Show HN: Easiest way to send personalized product updates on-site and in e-mail - ddruger
https://www.sybg.io/
======
joneil
I like this! I just signed up to take a look. These were my questions before
signing up, so I guess you'd say it's feedback on your landing page:

The website is really clear about how it works and looks for end users (and it
looks really good). How does it work as the developer? Do I tell SYBG which
features there are through an API? Through a web interface?

Do I use a JS snippet to make it appear on my site? How do I control where it
shows up? How do I control the styling? How do I let you know which user is
logged in and what their email address is?

Some JS snippets (or screenshots of the web interface) would be helpful.

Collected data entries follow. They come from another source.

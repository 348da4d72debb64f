//! 认证客户端
//!
//! 封装登录、注册、Google 握手和会话恢复。令牌保存在 `authToken` 键下，
//! 受保护请求统一经过 `authorized()`：遇到 401 立即清除会话。
//!
//! 不做重试、刷新令牌、超时或请求去重。

use crate::forms::{FormIssue, GooglePasswordForm, LoginForm, SignupForm, Validation};
use crate::http::{HttpClient, HttpError, HttpRequest, HttpResponse};
use crate::models::{AuthUser, Role, Session};
use crate::protocol::{
    ApiEnvelope, ApiRequest, GoogleAuthPayload, GoogleCredential, GoogleLoginRequest,
    GoogleSignupRequest, HttpMethod, MeRequest, SetPasswordRequest, VerifyPasswordRequest,
};
use crate::storage::KeyValueStore;
use crate::{BEARER_PREFIX, HEADER_AUTHORIZATION, STORAGE_AUTH_TOKEN, STORAGE_USER_PROFILE};
use std::fmt;

// =========================================================
// 提示文案
// =========================================================

pub const MSG_CONNECT_FAILED_RETRY: &str = "Failed to connect to server. Please try again.";
pub const MSG_CONNECT_FAILED: &str = "Failed to connect to server";
pub const MSG_LOGIN_REJECTED: &str = "Invalid email or password. Please try again.";
pub const MSG_SIGNUP_REJECTED: &str = "Signup failed. Please try again.";
pub const MSG_GOOGLE_SIGNUP_REJECTED: &str = "Google signup failed";
pub const MSG_GOOGLE_LOGIN_REJECTED: &str = "Google login failed";
pub const MSG_GOOGLE_VERIFY_REJECTED: &str = "Invalid password. Please try again.";
pub const MSG_SET_PASSWORD_REJECTED: &str = "Failed to set password";
pub const MSG_SESSION_EXPIRED: &str = "Session expired. Please log in again.";

// =========================================================
// 错误类型
// =========================================================

#[derive(Debug, Clone, PartialEq, Eq)]
pub enum ClientError {
    /// 本地校验未通过，未发出请求
    Invalid(FormIssue),
    /// 请求未完成或响应不可读
    Network {
        message: &'static str,
        detail: String,
    },
    /// 服务端拒绝
    Rejected { status: u16, message: String },
    /// 受保护请求返回 401，本地会话已清除
    SessionExpired,
}

impl ClientError {
    fn network(message: &'static str, e: HttpError) -> Self {
        ClientError::Network {
            message,
            detail: e.to_string(),
        }
    }

    /// 直接展示给用户的文字
    pub fn message(&self) -> String {
        match self {
            ClientError::Invalid(issue) => issue.message.to_string(),
            ClientError::Network { message, .. } => message.to_string(),
            ClientError::Rejected { message, .. } => message.clone(),
            ClientError::SessionExpired => MSG_SESSION_EXPIRED.to_string(),
        }
    }
}

impl fmt::Display for ClientError {
    fn fmt(&self, f: &mut fmt::Formatter<'_>) -> fmt::Result {
        match self {
            ClientError::Network { message, detail } => write!(f, "{} ({})", message, detail),
            ClientError::Rejected { status, message } => write!(f, "[{}] {}", status, message),
            other => f.write_str(&other.message()),
        }
    }
}

impl std::error::Error for ClientError {}

fn check(validation: Validation) -> Result<(), ClientError> {
    match validation {
        Validation::Valid => Ok(()),
        Validation::Invalid(issue) => Err(ClientError::Invalid(issue)),
    }
}

// =========================================================
// 会话状态
// =========================================================

/// 启动时为 `Loading`，直到 `restore()` 完成
#[derive(Debug, Clone, PartialEq, Eq, Default)]
pub enum SessionState {
    #[default]
    Loading,
    Anonymous,
    Authenticated(Session),
}

impl SessionState {
    pub fn is_loading(&self) -> bool {
        matches!(self, SessionState::Loading)
    }

    pub fn is_authenticated(&self) -> bool {
        matches!(self, SessionState::Authenticated(_))
    }

    pub fn user(&self) -> Option<&AuthUser> {
        match self {
            SessionState::Authenticated(session) => Some(&session.user),
            _ => None,
        }
    }

    pub fn role(&self) -> Option<Role> {
        self.user().map(|u| u.role)
    }
}

// =========================================================
// Google 握手
// =========================================================

#[derive(Debug, Clone, Copy, PartialEq, Eq)]
pub enum GooglePasswordMode {
    /// 新账号：设置密码，注册时拿到的令牌在成功后生效
    SetPassword,
    /// 已有账号：验证密码后才签发令牌
    VerifyPassword,
}

/// Google 认证通过、等待密码步骤的账号
#[derive(Debug, Clone, PartialEq, Eq)]
pub struct PendingGoogleAccount {
    pub mode: GooglePasswordMode,
    pub user: AuthUser,
    pub token: Option<String>,
}

#[derive(Debug, Clone, PartialEq, Eq)]
pub enum GoogleOutcome {
    NeedsPassword(PendingGoogleAccount),
    Authenticated(Session),
}

// =========================================================
// 客户端
// =========================================================

#[derive(Clone)]
pub struct AuthClient<C: HttpClient, S: KeyValueStore> {
    http: C,
    store: S,
    base_url: String,
}

impl<C: HttpClient, S: KeyValueStore> AuthClient<C, S> {
    pub fn new(http: C, store: S, base_url: &str) -> Self {
        Self {
            http,
            store,
            base_url: base_url.trim_end_matches('/').to_string(),
        }
    }

    pub fn url(&self, path: &str) -> String {
        if path.starts_with('/') {
            format!("{}{}", self.base_url, path)
        } else {
            format!("{}/{}", self.base_url, path)
        }
    }

    pub fn stored_token(&self) -> Option<String> {
        self.store.get(STORAGE_AUTH_TOKEN).filter(|t| !t.is_empty())
    }

    async fn call<T: ApiRequest>(
        &self,
        req: &T,
        bearer: Option<&str>,
    ) -> Result<(u16, ApiEnvelope<T::Response>), HttpError> {
        let mut http_req = HttpRequest::new(&self.url(T::PATH), T::METHOD);
        if T::METHOD != HttpMethod::Get {
            http_req = http_req.with_json(req)?;
        }
        if let Some(token) = bearer {
            http_req = http_req.with_header(HEADER_AUTHORIZATION, &bearer_value(token));
        }
        let resp = self.http.send(http_req).await?;
        let envelope = resp.json::<ApiEnvelope<T::Response>>()?;
        Ok((resp.status, envelope))
    }

    fn commit(&self, token: String, user: AuthUser) -> Session {
        self.store.set(STORAGE_AUTH_TOKEN, &token);
        Session { token, user }
    }

    pub async fn login(&self, form: &LoginForm) -> Result<Session, ClientError> {
        check(form.validate())?;

        let (status, env) = self
            .call(&form.to_request(), None)
            .await
            .map_err(|e| ClientError::network(MSG_CONNECT_FAILED_RETRY, e))?;

        match env.data {
            Some(payload) if env.success && !payload.token.is_empty() => {
                Ok(self.commit(payload.token, payload.user))
            }
            _ => Err(rejected(status, env.reason(), MSG_LOGIN_REJECTED)),
        }
    }

    /// 注册成功后不自动登录，由界面切回登录表单
    pub async fn signup(&self, form: &SignupForm) -> Result<(), ClientError> {
        check(form.validate())?;

        let (status, env) = self
            .call(&form.to_request(), None)
            .await
            .map_err(|e| ClientError::network(MSG_CONNECT_FAILED_RETRY, e))?;

        if env.success && (200..300).contains(&status) {
            Ok(())
        } else {
            Err(rejected(status, env.reason(), MSG_SIGNUP_REJECTED))
        }
    }

    pub async fn google_signup(&self, credential: &str) -> Result<GoogleOutcome, ClientError> {
        let req = GoogleSignupRequest(GoogleCredential {
            credential: credential.to_string(),
        });
        let (status, env) = self
            .call(&req, None)
            .await
            .map_err(|e| ClientError::network(MSG_CONNECT_FAILED, e))?;

        match env.data {
            Some(GoogleAuthPayload {
                token: Some(token),
                user,
                needs_password: true,
                ..
            }) if env.success => Ok(GoogleOutcome::NeedsPassword(PendingGoogleAccount {
                mode: GooglePasswordMode::SetPassword,
                user,
                token: Some(token),
            })),
            _ => Err(rejected(status, env.reason(), MSG_GOOGLE_SIGNUP_REJECTED)),
        }
    }

    pub async fn google_login(&self, credential: &str) -> Result<GoogleOutcome, ClientError> {
        let req = GoogleLoginRequest(GoogleCredential {
            credential: credential.to_string(),
        });
        let (status, env) = self
            .call(&req, None)
            .await
            .map_err(|e| ClientError::network(MSG_CONNECT_FAILED, e))?;

        match env.data {
            Some(payload) if env.success && payload.requires_password => {
                Ok(GoogleOutcome::NeedsPassword(PendingGoogleAccount {
                    mode: GooglePasswordMode::VerifyPassword,
                    user: payload.user,
                    token: None,
                }))
            }
            Some(GoogleAuthPayload {
                token: Some(token),
                user,
                ..
            }) if env.success => Ok(GoogleOutcome::Authenticated(self.commit(token, user))),
            _ => Err(rejected(status, env.reason(), MSG_GOOGLE_LOGIN_REJECTED)),
        }
    }

    /// Google 握手的密码步骤：登录模式验证密码，注册模式设置密码
    pub async fn complete_google_password(
        &self,
        pending: &PendingGoogleAccount,
        form: &GooglePasswordForm,
    ) -> Result<Session, ClientError> {
        check(form.validate())?;

        match pending.mode {
            GooglePasswordMode::VerifyPassword => {
                let req = VerifyPasswordRequest {
                    email: pending.user.email.clone(),
                    password: form.password.clone(),
                };
                let (status, env) = self
                    .call(&req, None)
                    .await
                    .map_err(|e| ClientError::network(MSG_CONNECT_FAILED, e))?;

                match env.data {
                    Some(payload) if env.success && !payload.token.is_empty() => {
                        Ok(self.commit(payload.token, payload.user))
                    }
                    _ => Err(rejected(status, env.reason(), MSG_GOOGLE_VERIFY_REJECTED)),
                }
            }
            GooglePasswordMode::SetPassword => {
                let token = pending.token.clone().unwrap_or_default();
                let req = SetPasswordRequest {
                    email: pending.user.email.clone(),
                    password: form.password.clone(),
                };
                let (status, env) = self
                    .call(&req, Some(&token))
                    .await
                    .map_err(|e| ClientError::network(MSG_CONNECT_FAILED, e))?;

                if env.success && !token.is_empty() {
                    Ok(self.commit(token, pending.user.clone()))
                } else {
                    Err(rejected(status, env.reason(), MSG_SET_PASSWORD_REJECTED))
                }
            }
        }
    }

    /// 启动时调用一次：校验已保存的令牌，任何失败都会删除令牌
    pub async fn restore(&self) -> SessionState {
        let Some(token) = self.stored_token() else {
            return SessionState::Anonymous;
        };

        match self.call(&MeRequest, Some(&token)).await {
            Ok((status, env)) if (200..300).contains(&status) && env.success => match env.data {
                Some(user) => SessionState::Authenticated(Session { token, user }),
                None => self.discard_token(),
            },
            _ => self.discard_token(),
        }
    }

    fn discard_token(&self) -> SessionState {
        self.store.remove(STORAGE_AUTH_TOKEN);
        SessionState::Anonymous
    }

    /// 携带令牌发送请求；401 时清除本地会话并返回 `SessionExpired`
    pub async fn authorized(&self, req: HttpRequest) -> Result<HttpResponse, ClientError> {
        let mut req = req.with_header("Content-Type", "application/json");
        if let Some(token) = self.stored_token() {
            req = req.with_header(HEADER_AUTHORIZATION, &bearer_value(&token));
        }

        let resp = self
            .http
            .send(req)
            .await
            .map_err(|e| ClientError::network(MSG_CONNECT_FAILED, e))?;

        if resp.status == 401 {
            self.logout();
            return Err(ClientError::SessionExpired);
        }
        Ok(resp)
    }

    /// 删除令牌和个人资料
    pub fn logout(&self) {
        self.store.remove(STORAGE_AUTH_TOKEN);
        self.store.remove(STORAGE_USER_PROFILE);
    }
}

pub fn bearer_value(token: &str) -> String {
    format!("{} {}", BEARER_PREFIX, token)
}

fn rejected(status: u16, reason: Option<&str>, fallback: &str) -> ClientError {
    ClientError::Rejected {
        status,
        message: reason.unwrap_or(fallback).to_string(),
    }
}

#[cfg(test)]
mod tests;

Looking forward to having a play with it!

\---

Edit:

Now that I've logged in and signed up all those questions are answered. I'd
consider including some of this on your landing page, because the
implementation time will probably be less than 5 minutes... knowing that would
make me less likely to bounce.

For anyone wondering, the answers are:

\- There's a simple JS snippet for identifying users

\- You write new release notes in the SYBG website

\- After you post a release, new users will see the release notes when they
log in. If they don't log in for 14 days (configurable) we'll shoot them an
email.

\- Emails are sent with Mailgun. I use Mandrill... would love it if you
support both (or generic SMTP) so I don't need two different outbound mailing
accounts.

\- The on-site alerts pop up either at the top of the screen, or in a `<div
id="sybg-notification"></div>`. The link to view the FAQ on how to customise
the look and feel is broken, so still not sure about that.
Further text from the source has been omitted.